In the mathematical optimization method of dynamic programming, backward induction is one of the main methods for solving the Bellman equation.[1][2] In game theory, backward induction is a method used to compute subgame perfect equilibria in sequential games.[3] The only difference is that optimization involves just one decision maker, who chooses what to do at each point of time, whereas game theory analyzes how the decisions of several players interact. That is, by anticipating what the last player will do in each situation, it is possible to determine what the second-to-last player will do, and so on. In the related fields of automated planning and scheduling and automated theorem proving, the method is called backward search or backward chaining. In chess it is called retrograde analysis.
Backward induction has been used to solve games as long as the field of game theory has existed. John von Neumann and Oskar Morgenstern suggested solving zero-sum, two-person games by backward induction in their Theory of Games and Economic Behavior (1944), the book which established game theory as a field of study.[4][5]
In Irlam's article in the Journal of Personal Finance he starts by pointing out some of the past history of
research into asset allocation including mean variance optimization and various simulation approaches along with some of the pros and cons of each of those. He then
goes on to discuss a third approach: asset allocation as an optimization
problem that is well fit to the wiki description above. Contra the simulation approach, for example,
he states: "it [his allocation optimizer] does not perform these
simulations with pre-determined asset allocations…the approach works backward
by determining optimal strategies at each stage in life so that earlier
decisions will be optimized after accounting for what later optimal behaviors
will be." Pretty slick. Plus it simplifies the ability to deal with
the extreme number of combinations of years and allocations involved if one were doing it in forward-time.
Then he helpfully, for me, articulated the steps necessary to do it which I'll try to paraphrase here -- and
I'll also boldly assume that I am reporting this correctly.

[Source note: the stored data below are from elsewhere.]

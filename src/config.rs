use anyhow::{Context, Result};
use serde::Deserialize;
use std::path::{Path, PathBuf};

use crate::analysis::{AnalysisSettings, Feature};

pub const LOCAL_CONFIG: &str = "deconstruct.toml";

#[derive(Debug, Default, Deserialize)]
pub struct Config {
    #[serde(default)]
    pub analysis: AnalysisSettings,
    #[serde(default)]
    pub output: OutputConfig,
}

#[derive(Debug, Deserialize)]
pub struct OutputConfig {
    #[serde(default = "default_directory")]
    pub directory: PathBuf,
    #[serde(default)]
    pub channel: usize,
    /// Feature names to extract; empty means all of them.
    #[serde(default)]
    pub features: Vec<String>,
}

impl Default for OutputConfig {
    fn default() -> Self {
        Self {
            directory: default_directory(),
            channel: 0,
            features: Vec::new(),
        }
    }
}

impl OutputConfig {
    /// Resolves the configured names, skipping (and reporting) unknown ones.
    pub fn resolved_features(&self) -> Vec<Feature> {
        self.features
            .iter()
            .filter_map(|name| {
                let feature = Feature::from_name(name);
                if feature.is_none() {
                    log::warn!("Ignoring unsupported feature '{}' in config", name);
                }
                feature
            })
            .collect()
    }
}

fn default_directory() -> PathBuf { PathBuf::from(".") }

pub fn load_config(path: &Path) -> Result<Config> {
    let content = std::fs::read_to_string(path)
        .with_context(|| format!("Failed to read config: {}", path.display()))?;
    let config: Config = toml::from_str(&content)
        .with_context(|| format!("Failed to parse config: {}", path.display()))?;
    Ok(config)
}

/// Explicit path, else `./deconstruct.toml`, else the user config directory.
pub fn find_config(explicit: Option<&Path>) -> Option<PathBuf> {
    if let Some(path) = explicit {
        return Some(path.to_path_buf());
    }
    let local = PathBuf::from(LOCAL_CONFIG);
    if local.exists() {
        return Some(local);
    }
    if let Some(home) = dirs::home_dir() {
        let xdg = home.join(".config").join("deconstruct").join("config.toml");
        if xdg.exists() {
            return Some(xdg);
        }
    }
    if let Some(config_dir) = dirs::config_dir() {
        let platform = config_dir.join("deconstruct").join("config.toml");
        if platform.exists() {
            return Some(platform);
        }
    }
    None
}

#[cfg(test)]
mod tests {
    use super::*;

    #[test]
    fn empty_file_gives_defaults() {
        let config: Config = toml::from_str("").unwrap();
        assert_eq!(config.analysis, AnalysisSettings::default());
        assert_eq!(config.output.directory, PathBuf::from("."));
        assert!(config.output.features.is_empty());
    }

    #[test]
    fn full_file() {
        let config: Config = toml::from_str(
            r#"
            [analysis]
            window_size_ms = 25.0
            hop_size_pct = 25.0
            normalize_output = false
            smooth_output = true
            smooth_time_ms = 40.0

            [output]
            directory = "curves"
            channel = 1
            features = ["Amplitude", "pitch", "Loudness"]
            "#,
        )
        .unwrap();
        assert_eq!(config.analysis.window_size_ms, 25.0);
        assert!(!config.analysis.normalize_output);
        assert_eq!(config.analysis.min_value, -1.0);
        assert_eq!(config.output.channel, 1);
        assert_eq!(config.output.resolved_features(), vec![Feature::Amplitude, Feature::Pitch]);
    }

    #[test]
    fn load_reports_bad_files() {
        let dir = tempfile::tempdir().unwrap();
        let path = dir.path().join("bad.toml");
        std::fs::write(&path, "[analysis]\nwindow_size_ms = \"wide\"\n").unwrap();
        assert!(load_config(&path).is_err());
        assert!(load_config(&dir.path().join("none.toml")).is_err());

        let explicit = dir.path().join("x.toml");
        assert_eq!(find_config(Some(&explicit)), Some(explicit.clone()));
    }
}
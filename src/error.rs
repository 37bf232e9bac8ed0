use thiserror::Error;

use crate::analysis::Feature;

/// Rejected analysis settings.
#[derive(Error, Debug, Clone, PartialEq)]
pub enum SettingsError {
    #[error("window size must be > 0 ms, got {0}")]
    WindowSize(f32),

    #[error("hop size must be in (0, 100] percent, got {0}")]
    HopSize(f32),

    #[error("smoothing time must be > 0 ms, got {0}")]
    SmoothTime(f32),

    #[error("value range is empty: min {min} >= max {max}")]
    ValueRange { min: f32, max: f32 },
}

/// A breakpoint edit or export that names something that does not exist.
#[derive(Error, Debug, Clone, PartialEq)]
pub enum StoreError {
    #[error("feature '{0}' has not been extracted")]
    FeatureNotExtracted(Feature),

    #[error("feature '{feature}' has no output {index} (it has {count})")]
    OutputOutOfRange {
        feature: Feature,
        index: usize,
        count: usize,
    },

    #[error("output {output} of '{feature}' has no point {index} (it has {count})")]
    PointOutOfRange {
        feature: Feature,
        output: usize,
        index: usize,
        count: usize,
    },
}

#[derive(Error, Debug, Clone, PartialEq)]
pub enum SessionError {
    #[error("no audio signal is loaded")]
    NoSignal,

    #[error(transparent)]
    Settings(#[from] SettingsError),
}
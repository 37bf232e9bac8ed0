//! Offline audio feature extraction into editable breakpoint curves.
//!
//! A decoded [`AudioSignal`] is run through one of the five extractors in
//! [`analysis`], producing a [`FeatureResult`] of time/value series that a
//! [`Session`] stores, edits and writes out as plain text.

pub mod analysis;
pub mod audio;
pub mod breakpoints;
pub mod config;
pub mod error;
pub mod session;

pub use analysis::{AnalysisSettings, ExtractorDescriptor, ExtractorRegistry, Feature};
pub use audio::AudioSignal;
pub use breakpoints::{Breakpoint, BreakpointSeries, FeatureResult};
pub use error::{SessionError, SettingsError, StoreError};
pub use session::{AnalysisState, Session};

I might have to go back to my code to make sure I'm saying it right:
- Start with the last year of the plan and, for an array of portfolio values, go thru the 101 asset allocation choices (for two assets in 1% increments)

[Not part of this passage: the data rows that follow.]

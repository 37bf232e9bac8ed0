use super::{Breakpoint, BreakpointSeries, FeatureResult};
use crate::analysis::Feature;
use crate::error::StoreError;

/// Extraction results, one slot per [`Feature`].
///
/// Single-writer: every edit takes `&mut self`.
#[derive(Debug, Default)]
pub struct BreakpointStore {
    results: [Option<FeatureResult>; Feature::COUNT],
}

impl BreakpointStore {
    pub fn new() -> Self {
        Self::default()
    }

    /// Replaces whatever was stored for `feature`.
    pub fn insert(&mut self, feature: Feature, result: FeatureResult) -> &FeatureResult {
        self.results[feature.index()].insert(result)
    }

    pub fn clear(&mut self) {
        self.results = Default::default();
    }

    pub fn get(&self, feature: Feature) -> Option<&FeatureResult> {
        self.results[feature.index()].as_ref()
    }

    pub fn contains(&self, feature: Feature) -> bool {
        self.get(feature).is_some()
    }

    /// Features with a stored result, in [`Feature::ALL`] order.
    pub fn features(&self) -> impl Iterator<Item = Feature> + '_ {
        Feature::ALL.into_iter().filter(move |&f| self.contains(f))
    }

    pub fn series(&self, feature: Feature, output: usize) -> Result<&BreakpointSeries, StoreError> {
        let result = self.get(feature).ok_or(StoreError::FeatureNotExtracted(feature))?;
        result.output(output).ok_or(StoreError::OutputOutOfRange {
            feature,
            index: output,
            count: result.num_outputs(),
        })
    }

    fn series_mut(&mut self, feature: Feature, output: usize) -> Result<&mut BreakpointSeries, StoreError> {
        let result = self.results[feature.index()]
            .as_mut()
            .ok_or(StoreError::FeatureNotExtracted(feature))?;
        let count = result.num_outputs();
        result.output_mut(output).ok_or(StoreError::OutputOutOfRange {
            feature,
            index: output,
            count,
        })
    }

    pub fn add(&mut self, feature: Feature, output: usize, time: f64, value: f64) -> Result<(), StoreError> {
        self.series_mut(feature, output)?.add(time, value);
        Ok(())
    }

    pub fn update(
        &mut self,
        feature: Feature,
        output: usize,
        index: usize,
        time: f64,
        value: f64,
    ) -> Result<(), StoreError> {
        let series = self.series_mut(feature, output)?;
        let count = series.len();
        if series.update(index, time, value) {
            Ok(())
        } else {
            Err(StoreError::PointOutOfRange { feature, output, index, count })
        }
    }

    pub fn remove(&mut self, feature: Feature, output: usize, index: usize) -> Result<Breakpoint, StoreError> {
        let series = self.series_mut(feature, output)?;
        let count = series.len();
        series
            .remove(index)
            .ok_or(StoreError::PointOutOfRange { feature, output, index, count })
    }

    /// Swaps in a whole output, creating an empty result for a feature that
    /// was never extracted.
    pub fn replace(&mut self, feature: Feature, output: usize, points: Vec<Breakpoint>) -> Result<(), StoreError> {
        let count = feature.output_count();
        if output >= count {
            return Err(StoreError::OutputOutOfRange { feature, index: output, count });
        }
        self.results[feature.index()]
            .get_or_insert_with(|| FeatureResult::empty(count))
            .output_mut(output)
            .ok_or(StoreError::OutputOutOfRange { feature, index: output, count })?
            .replace(points);
        Ok(())
    }
}
use std::sync::Arc;

use rustfft::{num_complex::Complex, Fft, FftPlanner};

/// Fixed-size Hann-windowed magnitude spectrum.
///
/// The plan and buffers are allocated once; `magnitudes` reuses them for
/// every frame.
pub struct SpectralTransform {
    size: usize,
    fft: Arc<dyn Fft<f32>>,
    window: Vec<f32>,
    buffer: Vec<Complex<f32>>,
    scratch: Vec<Complex<f32>>,
    magnitudes: Vec<f32>,
}

impl SpectralTransform {
    pub fn new(size: usize) -> Self {
        assert!(size > 0, "FFT size must be > 0");

        let mut planner = FftPlanner::<f32>::new();
        let fft = planner.plan_fft_forward(size);
        let scratch = vec![Complex::new(0.0, 0.0); fft.get_inplace_scratch_len()];

        Self {
            size,
            fft,
            window: hann_window(size),
            buffer: vec![Complex::new(0.0, 0.0); size],
            scratch,
            magnitudes: vec![0.0; size / 2],
        }
    }

    pub fn num_bins(&self) -> usize {
        self.size / 2
    }

    /// Windows `frame`, transforms it and returns the first N/2 magnitudes.
    ///
    /// A short frame is zero-padded; samples beyond the FFT size are ignored.
    pub fn magnitudes(&mut self, frame: &[f32]) -> &[f32] {
        for (i, slot) in self.buffer.iter_mut().enumerate() {
            let s = frame.get(i).copied().unwrap_or(0.0);
            *slot = Complex::new(s * self.window[i], 0.0);
        }

        self.fft.process_with_scratch(&mut self.buffer, &mut self.scratch);

        for (mag, c) in self.magnitudes.iter_mut().zip(&self.buffer) {
            *mag = c.norm();
        }
        &self.magnitudes
    }
}

/// Periodic Hann window, `0.5 * (1 - cos(2*pi*i/N))`.
pub fn hann_window(size: usize) -> Vec<f32> {
    (0..size)
        .map(|i| 0.5 * (1.0 - (2.0 * std::f32::consts::PI * i as f32 / size as f32).cos()))
        .collect()
}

- For each allocation, use historical returns to simulate outcomes
- Calculate the fail rate for each sim-allocation
- Figure out the best allocation and probability of success for each portfolio value and tuck that away
- Now move backward one step in time and again for each portfolio value in the array of portfolios go thru the allocation choices again and perform the mini-sim
- For the portfolio end value at the end of each historical sim for a given return scenario within a given allocation pair, use that end-value to look up the probability from what you tucked away before
- For the given portfolio value and specific allocation you are working on combine the probabilities
- For the portfolio value in this (T-1) year go back through all the allocation-pairs and pick the best allocation and probability (or utility I hear is also a way to do it) and then tuck that away and move back again another year…rinse and repeat this process until you get to the beginning and: behold your optimal allocation for whatever portfolio value you need to evaluate.
He then goes on to talk about the input data, results, variations of
the analysis for random longevity, some sensitivity analysis, and discussion
points for financial professionals. His main thrust is that portfolio size at any given stage influences, and sometimes counterintuitively so, the allocation that would theoretically be best. I
won't regurgitate the article since you can read it via the link above.

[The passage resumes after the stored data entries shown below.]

use std::fmt;
use std::str::FromStr;

use serde::Serialize;

use super::amplitude::AmplitudeExtractor;
use super::panning::PanningExtractor;
use super::pitch::PitchExtractor;
use super::settings::AnalysisSettings;
use super::smoothing;
use super::spectral::SpectralExtractor;
use super::transient::TransientExtractor;
use crate::audio::AudioSignal;
use crate::breakpoints::FeatureResult;

const AMPLITUDE_OUTPUTS: &[&str] = &["RMS", "Peak"];
const PANNING_OUTPUTS: &[&str] = &["Pan Position", "Stereo Width", "Balance"];
const SPECTRAL_OUTPUTS: &[&str] = &["Centroid", "Flux", "Flatness", "Rolloff"];
const PITCH_OUTPUTS: &[&str] = &["Frequency", "Confidence"];
const TRANSIENT_OUTPUTS: &[&str] = &["Onset Strength"];

/// The closed set of features this crate knows how to extract.
#[derive(Clone, Copy, Debug, PartialEq, Eq, Hash, PartialOrd, Ord)]
pub enum Feature {
    Amplitude,
    Panning,
    Spectral,
    Pitch,
    Transients,
}

impl Feature {
    pub const ALL: [Feature; 5] = [
        Feature::Amplitude,
        Feature::Panning,
        Feature::Spectral,
        Feature::Pitch,
        Feature::Transients,
    ];

    pub const COUNT: usize = Self::ALL.len();

    pub fn name(self) -> &'static str {
        match self {
            Feature::Amplitude => "Amplitude",
            Feature::Panning => "Panning",
            Feature::Spectral => "Spectral",
            Feature::Pitch => "Pitch",
            Feature::Transients => "Transients",
        }
    }

    /// Case-insensitive lookup; `None` means the feature is unsupported.
    pub fn from_name(name: &str) -> Option<Feature> {
        let name = name.trim();
        Self::ALL
            .into_iter()
            .find(|f| f.name().eq_ignore_ascii_case(name))
    }

    /// Position in [`Feature::ALL`], used to index per-feature tables.
    pub fn index(self) -> usize {
        self as usize
    }

    pub fn descriptor(self) -> ExtractorDescriptor {
        let (colour, output_names, supports_multichannel) = match self {
            Feature::Amplitude => (Colour::GREEN, AMPLITUDE_OUTPUTS, true),
            Feature::Panning => (Colour::BLUE, PANNING_OUTPUTS, true),
            Feature::Spectral => (Colour::PURPLE, SPECTRAL_OUTPUTS, false),
            Feature::Pitch => (Colour::ORANGE, PITCH_OUTPUTS, false),
            Feature::Transients => (Colour::RED, TRANSIENT_OUTPUTS, false),
        };
        ExtractorDescriptor {
            name: self.name(),
            colour,
            output_count: output_names.len(),
            output_names,
            supports_multichannel,
        }
    }

    pub fn output_count(self) -> usize {
        self.descriptor().output_count
    }

    pub fn output_name(self, index: usize) -> Option<&'static str> {
        self.descriptor().output_names.get(index).copied()
    }

    pub fn colour(self) -> Colour {
        self.descriptor().colour
    }
}

impl fmt::Display for Feature {
    fn fmt(&self, f: &mut fmt::Formatter<'_>) -> fmt::Result {
        f.write_str(self.name())
    }
}

impl FromStr for Feature {
    type Err = String;

    fn from_str(s: &str) -> Result<Self, Self::Err> {
        Feature::from_name(s).ok_or_else(|| {
            let known: Vec<_> = Feature::ALL.iter().map(|f| f.name()).collect();
            format!("unknown feature '{}' (expected one of: {})", s, known.join(", "))
        })
    }
}

/// Display colour of a feature's curves.
#[derive(Clone, Copy, Debug, PartialEq, Eq, Serialize)]
pub struct Colour {
    pub r: u8,
    pub g: u8,
    pub b: u8,
}

impl Colour {
    pub const GREEN: Colour = Colour::rgb(0x00, 0x80, 0x00);
    pub const BLUE: Colour = Colour::rgb(0x00, 0x00, 0xff);
    pub const PURPLE: Colour = Colour::rgb(0x80, 0x00, 0x80);
    pub const ORANGE: Colour = Colour::rgb(0xff, 0xa5, 0x00);
    pub const RED: Colour = Colour::rgb(0xff, 0x00, 0x00);
    /// Fallback for names that do not map to a feature.
    pub const WHITE: Colour = Colour::rgb(0xff, 0xff, 0xff);

    pub const fn rgb(r: u8, g: u8, b: u8) -> Self {
        Self { r, g, b }
    }
}

impl fmt::Display for Colour {
    fn fmt(&self, f: &mut fmt::Formatter<'_>) -> fmt::Result {
        write!(f, "#{:02x}{:02x}{:02x}", self.r, self.g, self.b)
    }
}

#[derive(Clone, Debug, PartialEq, Serialize)]
pub struct ExtractorDescriptor {
    pub name: &'static str,
    pub colour: Colour,
    pub output_count: usize,
    pub output_names: &'static [&'static str],
    pub supports_multichannel: bool,
}

/// An algorithm turning a signal into one series per declared output.
pub trait FeatureExtractor: Send + Sync {
    fn feature(&self) -> Feature;

    /// Runs over the whole signal. `channel` is already clamped into range.
    ///
    /// The returned result always has `feature().output_count()` outputs.
    fn extract(&self, signal: &AudioSignal, channel: usize, settings: &AnalysisSettings) -> FeatureResult;

    fn descriptor(&self) -> ExtractorDescriptor {
        self.feature().descriptor()
    }
}

/// Enum-indexed table of extractor instances.
pub struct ExtractorRegistry {
    extractors: [Box<dyn FeatureExtractor>; Feature::COUNT],
}

impl Default for ExtractorRegistry {
    fn default() -> Self {
        Self::new()
    }
}

impl ExtractorRegistry {
    pub fn new() -> Self {
        Self {
            extractors: [
                Box::new(AmplitudeExtractor) as Box<dyn FeatureExtractor>,
                Box::new(PanningExtractor),
                Box::new(SpectralExtractor::default()),
                Box::new(PitchExtractor),
                Box::new(TransientExtractor::default()),
            ],
        }
    }

    pub fn get(&self, feature: Feature) -> &dyn FeatureExtractor {
        self.extractors[feature.index()].as_ref()
    }

    /// Looks an extractor up by name; unknown names give `None`.
    pub fn by_name(&self, name: &str) -> Option<&dyn FeatureExtractor> {
        Feature::from_name(name).map(|f| self.get(f))
    }

    pub fn available(&self) -> impl Iterator<Item = Feature> + '_ {
        self.extractors.iter().map(|e| e.feature())
    }

    /// Colour for a feature name, white when the name is unknown.
    pub fn colour_for(&self, name: &str) -> Colour {
        Feature::from_name(name).map_or(Colour::WHITE, Feature::colour)
    }

    /// Extracts `feature` and applies output smoothing when requested.
    pub fn run(
        &self,
        feature: Feature,
        signal: &AudioSignal,
        channel: usize,
        settings: &AnalysisSettings,
    ) -> FeatureResult {
        let channel = signal.clamp_channel(channel);
        let mut result = self.get(feature).extract(signal, channel, settings);
        debug_assert_eq!(result.num_outputs(), feature.output_count());

        if settings.smooth_output {
            for series in result.outputs_mut() {
                smoothing::smooth_series(series, settings.smooth_time_ms as f64 / 1000.0);
            }
        }
        result
    }
}

#[cfg(test)]
mod tests {
    use super::*;

    #[test]
    fn registry_order_matches_feature_index() {
        let registry = ExtractorRegistry::new();
        for feature in Feature::ALL {
            assert_eq!(registry.get(feature).feature(), feature);
        }
        assert_eq!(registry.available().collect::<Vec<_>>(), Feature::ALL.to_vec());
    }

    #[test]
    fn name_lookup() {
        assert_eq!(Feature::from_name("pitch"), Some(Feature::Pitch));
        assert_eq!(Feature::from_name(" Transients "), Some(Feature::Transients));
        assert_eq!(Feature::from_name("Loudness"), None);
        assert!("Loudness".parse::<Feature>().is_err());

        let registry = ExtractorRegistry::new();
        assert!(registry.by_name("Loudness").is_none());
        assert_eq!(registry.colour_for("Loudness"), Colour::WHITE);
        assert_eq!(registry.colour_for("Amplitude"), Colour::GREEN);
    }

    #[test]
    fn descriptors() {
        let d = Feature::Panning.descriptor();
        assert_eq!(d.output_count, 3);
        assert_eq!(d.output_names[1], "Stereo Width");
        assert!(d.supports_multichannel);
        assert!(!Feature::Spectral.descriptor().supports_multichannel);
        assert_eq!(Feature::Transients.output_name(0), Some("Onset Strength"));
        assert_eq!(Feature::Transients.output_name(1), None);
        assert_eq!(Colour::ORANGE.to_string(), "#ffa500");
    }

    #[test]
    fn every_extractor_honours_output_count_on_empty_signal() {
        let registry = ExtractorRegistry::new();
        let signal = AudioSignal::stereo(Vec::new(), Vec::new(), 44100.0);
        let settings = AnalysisSettings::default();
        for feature in Feature::ALL {
            let result = registry.run(feature, &signal, 0, &settings);
            assert_eq!(result.num_outputs(), feature.output_count(), "{feature}");
            assert_eq!(result.total_points(), 0, "{feature}");
        }
    }

    #[test]
    fn descriptor_serialises_to_json() {
        let json = serde_json::to_value(Feature::Pitch.descriptor()).unwrap();
        assert_eq!(json["name"], "Pitch");
        assert_eq!(json["output_count"], 2);
        assert_eq!(json["output_names"][1], "Confidence");
    }
}
use super::framing::{frame_time, FrameStepper};
use super::registry::{Feature, FeatureExtractor};
use super::settings::AnalysisSettings;
use crate::audio::AudioSignal;
use crate::breakpoints::{BreakpointSeries, FeatureResult};

const WINDOW_SECONDS: f64 = 0.05;
const MAX_FREQUENCY_HZ: f64 = 1000.0;
const MIN_FREQUENCY_HZ: f64 = 50.0;

/// Autocorrelation pitch tracker over fixed 50 ms frames, 50% hop.
pub struct PitchExtractor;

/// Detected fundamental and how periodic the frame is (0..=1).
#[derive(Clone, Copy, Debug, PartialEq)]
pub struct PitchEstimate {
    pub frequency: f64,
    pub confidence: f64,
}

impl PitchEstimate {
    const NONE: PitchEstimate = PitchEstimate { frequency: 0.0, confidence: 0.0 };
}

impl FeatureExtractor for PitchExtractor {
    fn feature(&self) -> Feature {
        Feature::Pitch
    }

    fn extract(&self, signal: &AudioSignal, channel: usize, _settings: &AnalysisSettings) -> FeatureResult {
        let samples = signal.channel(channel);
        let sr = signal.sample_rate();
        let window = (WINDOW_SECONDS * sr) as usize;
        let stepper = FrameStepper::fixed(window, window / 2);

        let mut frequency = BreakpointSeries::new();
        let mut confidence = BreakpointSeries::new();

        for frame in stepper.full_frames(samples.len()) {
            let time = frame_time(frame.start, sr);
            let estimate = detect_pitch(&samples[frame], sr);
            frequency.push_ordered(time, estimate.frequency);
            confidence.push_ordered(time, estimate.confidence);
        }

        log::debug!("Pitch: {} frames of {} samples", frequency.len(), stepper.window());

        FeatureResult::from_outputs(vec![frequency, confidence])
    }
}

/// Share of the best normalized correlation a peak needs to count as the period.
const KEY_PEAK_RATIO: f64 = 0.9;

/// Picks the period lag in `[sr/1000, sr/50)` from the normalized autocorrelation.
///
/// Each lag is scored as `Σ x[i]·x[i+lag]` over the energies of the two
/// overlapping spans, so long lags are not penalised for having fewer terms.
/// The first local peak within [`KEY_PEAK_RATIO`] of the best score wins,
/// which keeps period multiples from outranking the fundamental. Confidence is
/// that peak's score.
pub fn detect_pitch(frame: &[f32], sample_rate: f64) -> PitchEstimate {
    let min_lag = ((sample_rate / MAX_FREQUENCY_HZ) as usize).max(1);
    let max_lag = (sample_rate / MIN_FREQUENCY_HZ) as usize;
    if min_lag >= max_lag {
        return PitchEstimate::NONE;
    }

    let energy = running_energy(frame);
    if energy.last().copied().unwrap_or(0.0) <= 0.0 {
        return PitchEstimate::NONE;
    }

    // One extra lag on each side so the range edges can be judged as peaks.
    let first = min_lag - 1;
    let scores: Vec<f64> = (first..=max_lag)
        .map(|lag| normalized_correlation(frame, &energy, lag))
        .collect();
    let mut in_range = 1..scores.len() - 1;

    let mut best = in_range.start;
    for i in in_range.clone() {
        if scores[i] > scores[best] {
            best = i;
        }
    }

    let threshold = KEY_PEAK_RATIO * scores[best];
    let peak = in_range
        .find(|&i| scores[i] >= threshold && scores[i] >= scores[i - 1] && scores[i] > scores[i + 1])
        .unwrap_or(best);

    PitchEstimate {
        frequency: sample_rate / (first + peak) as f64,
        confidence: scores[peak].clamp(0.0, 1.0),
    }
}

/// `energy[k]` is the sum of squares of the first `k` samples.
fn running_energy(frame: &[f32]) -> Vec<f64> {
    let mut energy = Vec::with_capacity(frame.len() + 1);
    energy.push(0.0);
    let mut acc = 0.0;
    for &s in frame {
        acc += s as f64 * s as f64;
        energy.push(acc);
    }
    energy
}

fn normalized_correlation(frame: &[f32], energy: &[f64], lag: usize) -> f64 {
    let n = frame.len();
    if lag >= n {
        return 0.0;
    }
    let head = energy[n - lag];
    let tail = energy[n] - energy[lag];
    let denom = (head * tail).sqrt();
    if denom <= 0.0 {
        return 0.0;
    }
    let corr: f64 = frame
        .iter()
        .zip(&frame[lag..])
        .map(|(&a, &b)| a as f64 * b as f64)
        .sum();
    corr / denom
}
use serde::{Deserialize, Serialize};

use crate::error::SettingsError;

/// Per-extraction configuration.
///
/// Only Amplitude and Panning follow `window_size_ms` / `hop_size_pct`; the
/// other extractors use fixed frame sizes.
#[derive(Clone, Debug, PartialEq, Serialize, Deserialize)]
pub struct AnalysisSettings {
    #[serde(default = "default_window_size_ms")]
    pub window_size_ms: f32,
    #[serde(default = "default_hop_size_pct")]
    pub hop_size_pct: f32,
    #[serde(default = "default_normalize")]
    pub normalize_output: bool,
    /// Display range hint for editors; extraction does not clip to it.
    #[serde(default = "default_min_value")]
    pub min_value: f32,
    #[serde(default = "default_max_value")]
    pub max_value: f32,
    #[serde(default)]
    pub smooth_output: bool,
    #[serde(default = "default_smooth_time_ms")]
    pub smooth_time_ms: f32,
}

impl Default for AnalysisSettings {
    fn default() -> Self {
        Self {
            window_size_ms: default_window_size_ms(),
            hop_size_pct: default_hop_size_pct(),
            normalize_output: default_normalize(),
            min_value: default_min_value(),
            max_value: default_max_value(),
            smooth_output: false,
            smooth_time_ms: default_smooth_time_ms(),
        }
    }
}

impl AnalysisSettings {
    pub fn validate(&self) -> Result<(), SettingsError> {
        if !(self.window_size_ms > 0.0 && self.window_size_ms.is_finite()) {
            return Err(SettingsError::WindowSize(self.window_size_ms));
        }
        if !(self.hop_size_pct > 0.0 && self.hop_size_pct <= 100.0) {
            return Err(SettingsError::HopSize(self.hop_size_pct));
        }
        if self.smooth_output && !(self.smooth_time_ms > 0.0 && self.smooth_time_ms.is_finite()) {
            return Err(SettingsError::SmoothTime(self.smooth_time_ms));
        }
        if !(self.min_value < self.max_value) {
            return Err(SettingsError::ValueRange {
                min: self.min_value,
                max: self.max_value,
            });
        }
        Ok(())
    }
}

fn default_window_size_ms() -> f32 { 15.0 }
fn default_hop_size_pct() -> f32 { 50.0 }
fn default_normalize() -> bool { true }
fn default_min_value() -> f32 { -1.0 }
fn default_max_value() -> f32 { 1.0 }
fn default_smooth_time_ms() -> f32 { 10.0 }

This was my step-off point and I decided to dive in to see if I could
pull it off on my own. Using R-script it
took me maybe a week or a week and a half to get the meat of it down.
It probably would have taken longer but I had some pieces of code from a past
project that could be used to bootstrap this one. I maybe used some different market data (88 years
of return data from the Stern School
1. It evidently can be done since I now have a version that at least looks like it works.
2. I think I might have errors in concept or in coding or in
over-simplification or in shortcuts taken to make it more efficient…but I'll
ignore all these because my interest, again, was less in what it could do and more
in me building skills and learning something new. The stakes are low, my only client is me.
3. At some points in the process it was a little bit of a mind bender and was it was harder than I thought it would be. For
one thing it has, in my version, four loops within loops. It's like that movie called Inception about dreams
within dreams; it's pretty easy to get lost sometimes.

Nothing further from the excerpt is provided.